EXERCISE BRIEF »
Go through the entries, filter for the word "index", and copy every line that has it.

** RECORD EXTRACTS follows **

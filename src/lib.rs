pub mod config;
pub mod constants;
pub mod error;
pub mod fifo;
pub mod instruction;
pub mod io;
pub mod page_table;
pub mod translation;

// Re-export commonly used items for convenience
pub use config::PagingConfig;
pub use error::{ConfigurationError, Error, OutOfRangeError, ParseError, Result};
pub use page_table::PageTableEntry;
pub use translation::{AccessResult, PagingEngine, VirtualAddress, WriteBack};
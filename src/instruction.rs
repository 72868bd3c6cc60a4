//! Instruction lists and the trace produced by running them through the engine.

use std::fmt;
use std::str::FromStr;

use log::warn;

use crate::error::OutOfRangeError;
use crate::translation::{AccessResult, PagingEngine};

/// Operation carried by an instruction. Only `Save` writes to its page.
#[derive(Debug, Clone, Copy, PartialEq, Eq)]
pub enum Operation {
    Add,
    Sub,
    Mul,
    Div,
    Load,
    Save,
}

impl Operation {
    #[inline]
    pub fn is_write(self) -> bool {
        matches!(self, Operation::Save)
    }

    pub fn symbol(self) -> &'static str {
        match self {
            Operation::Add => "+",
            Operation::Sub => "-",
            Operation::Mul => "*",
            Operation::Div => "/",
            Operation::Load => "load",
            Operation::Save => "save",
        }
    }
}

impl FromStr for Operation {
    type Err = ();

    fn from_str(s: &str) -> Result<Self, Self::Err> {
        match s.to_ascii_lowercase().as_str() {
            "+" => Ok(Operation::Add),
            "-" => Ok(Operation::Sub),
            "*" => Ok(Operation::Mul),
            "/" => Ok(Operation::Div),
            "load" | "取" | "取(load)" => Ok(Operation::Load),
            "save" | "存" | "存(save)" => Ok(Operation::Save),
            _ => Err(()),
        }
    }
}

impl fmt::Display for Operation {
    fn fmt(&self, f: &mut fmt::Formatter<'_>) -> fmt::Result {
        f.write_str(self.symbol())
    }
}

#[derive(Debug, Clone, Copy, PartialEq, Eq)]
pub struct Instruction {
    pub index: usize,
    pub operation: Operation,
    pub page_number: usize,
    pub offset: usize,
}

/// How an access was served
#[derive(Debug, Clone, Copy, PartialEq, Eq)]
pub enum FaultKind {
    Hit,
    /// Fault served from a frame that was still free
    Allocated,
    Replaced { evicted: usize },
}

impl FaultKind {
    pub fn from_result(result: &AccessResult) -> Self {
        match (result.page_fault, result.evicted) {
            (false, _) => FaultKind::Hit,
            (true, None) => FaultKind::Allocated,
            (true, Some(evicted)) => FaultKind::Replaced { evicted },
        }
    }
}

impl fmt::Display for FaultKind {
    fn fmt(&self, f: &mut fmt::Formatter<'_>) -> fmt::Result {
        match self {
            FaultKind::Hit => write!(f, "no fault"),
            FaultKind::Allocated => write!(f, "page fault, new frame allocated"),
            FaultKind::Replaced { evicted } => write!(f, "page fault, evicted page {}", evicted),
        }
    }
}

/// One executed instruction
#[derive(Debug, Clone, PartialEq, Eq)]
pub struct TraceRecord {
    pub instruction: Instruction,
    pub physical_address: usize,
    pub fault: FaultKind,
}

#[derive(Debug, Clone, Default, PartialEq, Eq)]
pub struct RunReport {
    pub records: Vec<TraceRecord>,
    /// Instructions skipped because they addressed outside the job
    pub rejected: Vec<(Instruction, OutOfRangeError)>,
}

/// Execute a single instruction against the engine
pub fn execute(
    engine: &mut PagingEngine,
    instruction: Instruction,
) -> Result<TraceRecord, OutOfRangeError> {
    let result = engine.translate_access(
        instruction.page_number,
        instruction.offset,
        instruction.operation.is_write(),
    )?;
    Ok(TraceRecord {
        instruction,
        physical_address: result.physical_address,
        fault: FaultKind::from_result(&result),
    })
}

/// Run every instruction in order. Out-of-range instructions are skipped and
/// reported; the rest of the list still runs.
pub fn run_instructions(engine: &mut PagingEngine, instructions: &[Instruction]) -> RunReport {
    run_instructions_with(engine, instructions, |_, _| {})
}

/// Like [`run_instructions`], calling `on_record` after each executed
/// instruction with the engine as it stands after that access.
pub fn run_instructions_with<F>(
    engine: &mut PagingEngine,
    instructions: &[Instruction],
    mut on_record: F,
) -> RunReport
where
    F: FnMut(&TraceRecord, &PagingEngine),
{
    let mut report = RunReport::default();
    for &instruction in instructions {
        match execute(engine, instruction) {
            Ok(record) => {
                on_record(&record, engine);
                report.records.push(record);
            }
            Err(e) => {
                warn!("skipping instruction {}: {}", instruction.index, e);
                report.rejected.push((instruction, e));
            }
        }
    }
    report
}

** End of RECORD EXTRACTS **

RESULT FOR THIS TASK »
    pub index: usize,
                warn!("skipping instruction {}: {}", instruction.index, e);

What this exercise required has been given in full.